US Olympic Figure Skating Ices Third Place Medalist Off the Team

The top three finishers at the national figure skating championships have always been, barring injury, the skaters named to the US Olympic team. But not this year.
Mirai Nagasu, a 20-year-old skater who finished fourth at the 2010 Vancouver Olympics, took third place at the nationals competition this weekend. The only top finisher with Olympic experience, she was also the only figure skater not to fall or make a major error.
But when the American women's team was announced Sunday, 22-year-old Ashley Wagner, who placed fourth, took the third Olympic spot. Nagasu was named as an alternate.

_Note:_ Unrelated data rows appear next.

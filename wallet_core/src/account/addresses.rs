use tessera_store::{AccountAddress, AccountRecord};
use tessera_types::Address;
use tracing::debug;

use super::Account;
use crate::error::WalletError;
use crate::secret::SecretManage;
use crate::transaction::RemainderStrategy;

impl Account {
    /// Public addresses followed by internal ones.
    pub async fn addresses(&self) -> Vec<AccountAddress> {
        self.inner().record.read().await.addresses().cloned().collect()
    }

    pub async fn public_addresses(&self) -> Vec<AccountAddress> {
        self.inner().record.read().await.public_addresses.clone()
    }

    /// Derive and persist `amount` new addresses on the public or internal chain.
    pub async fn generate_addresses(
        &self,
        amount: u32,
        internal: bool,
    ) -> Result<Vec<AccountAddress>, WalletError> {
        let mut record = self.inner().record.write().await;
        self.extend_addresses(&mut record, amount, internal).await
    }

    /// Derive `amount` addresses past the highest known index and persist the
    /// record. The caller holds the record lock.
    pub(crate) async fn extend_addresses(
        &self,
        record: &mut AccountRecord,
        amount: u32,
        internal: bool,
    ) -> Result<Vec<AccountAddress>, WalletError> {
        let start = record.next_address_index(internal);
        let derived = self
            .derive_range(record.coin_type, start, start + amount, internal)
            .await?;
        let target = match internal {
            true => &mut record.internal_addresses,
            false => &mut record.public_addresses,
        };
        target.extend(derived.iter().cloned());
        self.ctx().store.put_account(record)?;
        debug!(
            account = record.index,
            internal,
            from = start,
            count = amount,
            "generated addresses"
        );
        Ok(derived)
    }

    /// Derive addresses `start..end` without recording them.
    pub(crate) async fn derive_range(
        &self,
        coin_type: u32,
        start: u32,
        end: u32,
        internal: bool,
    ) -> Result<Vec<AccountAddress>, WalletError> {
        if start >= end {
            return Ok(Vec::new());
        }
        let hrp = self.ctx().protocol().await?.bech32_hrp;
        let addresses = self
            .ctx()
            .secret_manager
            .read()
            .await
            .generate_addresses(coin_type, self.index(), start..end, internal)
            .await?;
        addresses
            .into_iter()
            .zip(start..end)
            .map(|(address, key_index)| {
                Ok(AccountAddress {
                    address: address.to_bech32(&hrp)?,
                    key_index,
                    internal,
                    used: false,
                })
            })
            .collect()
    }

    /// The address remainders go to under `strategy`.
    pub(crate) async fn remainder_address(
        &self,
        record: &mut AccountRecord,
        strategy: &RemainderStrategy,
    ) -> Result<Address, WalletError> {
        match strategy {
            RemainderStrategy::ReuseFirstAddress => record
                .public_addresses
                .first()
                .map(|a| *a.address.inner())
                .ok_or_else(|| WalletError::Consistency("account has no address".into())),
            RemainderStrategy::ChangeAddress => {
                let generated = self.extend_addresses(record, 1, true).await?;
                generated
                    .first()
                    .map(|a| *a.address.inner())
                    .ok_or_else(|| WalletError::Secret("no change address derived".into()))
            }
            RemainderStrategy::Custom(address) => Ok(*address.inner()),
        }
    }
}
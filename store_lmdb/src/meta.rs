//! LMDB implementation of MetaStore.

use tessera_store::{MetaStore, StoreError};

use crate::store::LmdbWalletStore;
use crate::LmdbError;

const SCHEMA_VERSION_KEY: &[u8] = b"schema_version";

impl MetaStore for LmdbWalletStore {
    fn put_meta(&self, key: &str, value: &[u8]) -> Result<(), StoreError> {
        let mut wb = self.env.write_batch()?;
        wb.put_meta(key, value)?;
        wb.commit()?;
        Ok(())
    }

    fn get_meta(&self, key: &str) -> Result<Vec<u8>, StoreError> {
        let rtxn = self.env.env().read_txn().map_err(LmdbError::from)?;
        let val = self
            .env
            .meta_db
            .get(&rtxn, key.as_bytes())
            .map_err(LmdbError::from)?
            .ok_or_else(|| LmdbError::NotFound(format!("meta key '{}'", key)))?;
        Ok(val.to_vec())
    }

    fn delete_meta(&self, key: &str) -> Result<(), StoreError> {
        let mut wb = self.env.write_batch()?;
        wb.delete_meta(key)?;
        wb.commit()?;
        Ok(())
    }

    fn get_schema_version(&self) -> Result<u32, StoreError> {
        let rtxn = self.env.env().read_txn().map_err(LmdbError::from)?;
        match self
            .env
            .meta_db
            .get(&rtxn, SCHEMA_VERSION_KEY)
            .map_err(LmdbError::from)?
        {
            Some(bytes) => {
                let arr: [u8; 4] = bytes.try_into().map_err(|_| {
                    LmdbError::Serialization("schema_version has unexpected byte length".to_string())
                })?;
                Ok(u32::from_le_bytes(arr))
            }
            None => Ok(0),
        }
    }

    fn set_schema_version(&self, version: u32) -> Result<(), StoreError> {
        let mut wb = self.env.write_batch()?;
        wb.put_meta("schema_version", &version.to_le_bytes())?;
        wb.commit()?;
        Ok(())
    }
}
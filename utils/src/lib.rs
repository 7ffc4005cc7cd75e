//! Shared utilities for the Tessera wallet.

pub mod logging;
pub mod stats;
pub mod time;

pub use logging::{init_logging, LogFormat, LoggingError};
pub use stats::{Counter, StatsCounter, StatsSnapshot};
pub use time::format_duration;
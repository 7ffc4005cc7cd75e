use serde::{Deserialize, Serialize};
use tessera_store::TransactionRecord;
use tessera_types::{
    AliasId, AliasOutput, Feature, FoundryId, FoundryOutput, NftId, NftOutput, Output,
    SimpleTokenScheme, TokenId, TokenScheme,
};
use tracing::info;

use super::burn::with_scheme;
use super::TransactionOptions;
use crate::account::Account;
use crate::error::WalletError;

#[derive(Clone, Debug, Default, Serialize, Deserialize)]
#[serde(rename_all = "camelCase", default)]
pub struct MintNftParams {
    /// Owner of the new NFT; the account's first address by default.
    pub address: Option<String>,
    pub immutable_metadata: Option<Vec<u8>>,
    pub metadata: Option<Vec<u8>>,
    pub tag: Option<Vec<u8>>,
}

#[derive(Clone, Debug, Default, Serialize, Deserialize)]
#[serde(rename_all = "camelCase", default)]
pub struct CreateAliasParams {
    /// State controller and governor; the account's first address by default.
    pub address: Option<String>,
    pub state_metadata: Option<Vec<u8>>,
    pub immutable_metadata: Option<Vec<u8>>,
}

#[derive(Clone, Debug, Serialize, Deserialize)]
#[serde(rename_all = "camelCase")]
pub struct MintNativeTokenParams {
    /// Alias that will control the foundry; the only one held if omitted.
    #[serde(default)]
    pub alias_id: Option<AliasId>,
    pub circulating_supply: u128,
    pub maximum_supply: u128,
}

/// The result of minting a native token.
#[derive(Clone, Debug, Serialize, Deserialize)]
pub struct MintTokenTransaction {
    pub token_id: FoundryId,
    pub transaction: TransactionRecord,
}

impl Account {
    pub async fn mint_nfts(
        &self,
        params: Vec<MintNftParams>,
        options: Option<TransactionOptions>,
    ) -> Result<TransactionRecord, WalletError> {
        let rent = self.ctx().protocol().await?.rent_structure;
        let mut outputs = Vec::with_capacity(params.len());
        for param in params {
            let owner = match &param.address {
                Some(address) => *self.parse_address(address).await?.inner(),
                None => self.first_address().await?,
            };
            let mut nft = NftOutput::new(0, NftId::NULL, owner);
            if let Some(metadata) = param.immutable_metadata {
                nft = nft.with_immutable_metadata(metadata);
            }
            if let Some(metadata) = param.metadata {
                nft.features.push(Feature::Metadata(metadata));
            }
            if let Some(tag) = param.tag {
                nft.features.push(Feature::Tag(tag));
            }
            nft.features.sort_by_key(Feature::kind);
            let mut output = Output::Nft(nft);
            output.set_amount(output.min_storage_deposit(&rent)?);
            outputs.push(output);
        }
        self.send_outputs(outputs, options).await
    }

    pub async fn create_alias_output(
        &self,
        params: Option<CreateAliasParams>,
        options: Option<TransactionOptions>,
    ) -> Result<TransactionRecord, WalletError> {
        let params = params.unwrap_or_default();
        let rent = self.ctx().protocol().await?.rent_structure;
        let controller = match &params.address {
            Some(address) => *self.parse_address(address).await?.inner(),
            None => self.first_address().await?,
        };
        let mut alias = AliasOutput::new(0, controller, controller);
        if let Some(metadata) = params.state_metadata {
            alias.state_metadata = metadata;
        }
        if let Some(metadata) = params.immutable_metadata {
            alias.immutable_features.push(Feature::Metadata(metadata));
        }
        let mut output = Output::Alias(alias);
        output.set_amount(output.min_storage_deposit(&rent)?);
        self.send_outputs(vec![output], options).await
    }

    /// Create a foundry under an alias this account controls and mint
    /// `circulating_supply` tokens into the account.
    pub async fn mint_native_token(
        &self,
        params: MintNativeTokenParams,
        options: Option<TransactionOptions>,
    ) -> Result<MintTokenTransaction, WalletError> {
        let rent = self.ctx().protocol().await?.rent_structure;
        let scheme = SimpleTokenScheme::new(params.circulating_supply, 0, params.maximum_supply)?;

        let aliases: Vec<_> = self
            .unspent_outputs()?
            .into_iter()
            .filter(|o| o.output.as_alias().is_some())
            .collect();
        let held = match params.alias_id {
            Some(alias_id) => aliases
                .iter()
                .find(|o| o.output.alias_id(&o.output_id) == Some(alias_id)),
            None if aliases.len() == 1 => aliases.first(),
            None => None,
        }
        .ok_or(WalletError::MissingParameter("alias_id"))?;
        let alias = held
            .output
            .as_alias()
            .ok_or_else(|| WalletError::InvalidOutput("not an alias".into()))?;

        let mut next_alias = alias.state_transition(&held.output_id);
        next_alias.foundry_counter = alias.foundry_counter.saturating_add(1);
        let alias_id = next_alias.alias_id;

        let mut foundry = Output::Foundry(FoundryOutput::new(
            0,
            alias_id,
            next_alias.foundry_counter,
            TokenScheme::Simple(scheme),
        ));
        foundry.set_amount(foundry.min_storage_deposit(&rent)?);
        let token_id = foundry
            .as_foundry()
            .and_then(FoundryOutput::id)
            .ok_or_else(|| WalletError::InvalidOutput("foundry has no id".into()))?;

        let options = options.unwrap_or_default().with_mandatory_inputs([held.output_id]);

        let transaction = self
            .send_outputs(vec![Output::Alias(next_alias), foundry], Some(options))
            .await?;
        info!(
            account = self.index(),
            token_id = %token_id,
            supply = params.circulating_supply,
            "minted native token"
        );
        Ok(MintTokenTransaction {
            token_id,
            transaction,
        })
    }

    /// Mint `amount` more tokens through an existing foundry into the account.
    pub async fn increase_native_token_supply(
        &self,
        token_id: TokenId,
        amount: u128,
        options: Option<TransactionOptions>,
    ) -> Result<MintTokenTransaction, WalletError> {
        let (held, foundry) = self.held_foundry(&token_id)?;
        let scheme = foundry.token_scheme.as_simple();
        let minted = scheme
            .minted_tokens()
            .checked_add(amount)
            .ok_or(WalletError::NativeTokenOverflow)?;
        let next = with_scheme(
            &foundry,
            SimpleTokenScheme::new(minted, scheme.melted_tokens(), scheme.maximum_supply())?,
        );

        let options = options.unwrap_or_default().with_mandatory_inputs([held.output_id]);
        let transaction = self.send_outputs(vec![next], Some(options)).await?;
        info!(account = self.index(), token_id = %token_id, amount, "increased native token supply");
        Ok(MintTokenTransaction {
            token_id,
            transaction,
        })
    }
}
//! Greedy input selection with remainder construction.
//!
//! Native token needs are covered first, then the base coin amount, each
//! taking the largest candidate first with ties broken by output id. Any
//! leftover becomes one or more remainder outputs; if the leftover cannot pay
//! for their storage deposits, more inputs are pulled in.

use std::cmp::Reverse;
use std::collections::HashSet;

use tessera_types::{
    Address, BasicOutput, InputSigningData, NativeTokens, NativeTokensSum, Output, OutputId,
    OutputKind, RentStructure, TokenId, INPUT_COUNT_MAX, OUTPUT_COUNT_MAX,
};

use crate::error::WalletError;

/// Everything input selection needs to know about one transaction.
#[derive(Clone, Debug)]
pub struct InputSelection {
    /// Spendable candidates. Only basic outputs are picked automatically.
    pub available: Vec<InputSigningData>,
    /// Inputs that must be consumed, such as chain outputs being transitioned.
    pub required: Vec<InputSigningData>,
    pub outputs: Vec<Output>,
    pub remainder_address: Address,
    pub rent: RentStructure,
    /// Owned funds that cannot be unlocked yet. Used only to tell
    /// `NoViableInputs` apart from `InsufficientFunds`.
    pub locked_amount: u64,
    /// Allow required alias, NFT and foundry inputs to have no successor.
    pub allow_burning: bool,
    /// Native tokens taken from the inputs and put into no output.
    pub burn: NativeTokensSum,
}

/// The result of input selection: inputs and the full output list,
/// remainders appended at the end.
#[derive(Clone, Debug)]
pub struct Selected {
    pub inputs: Vec<InputSigningData>,
    pub outputs: Vec<Output>,
    /// Index of the first remainder output and the base amount it carries.
    pub remainder: Option<(usize, u64)>,
}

The switch seems unprecedented — the last four times that national championship finishers haven't skated at the Olympics have all been due to injuries — for example, Nancy Kerrigan in 1994. But the rules allow the US Figure Skating Association to judge the skater's "body of work" over the past year, which can carry an unspecified weight in the final team selection.
Nagasu, skating without a coach, was coming back from an inconsistent year on the competition circuit. And although Wagner fell multiple times and had a less difficult program, her brand has been a major part of the Olympics marketing plan.
Wagner has also been heavily promoted by the skating association and NBC, which will broadcast the Sochi Games. With Lindsey Vonn out of the skiing competition with an injury, an absent Wagner would have left the United States — and the network — without another visible star and medal hopeful.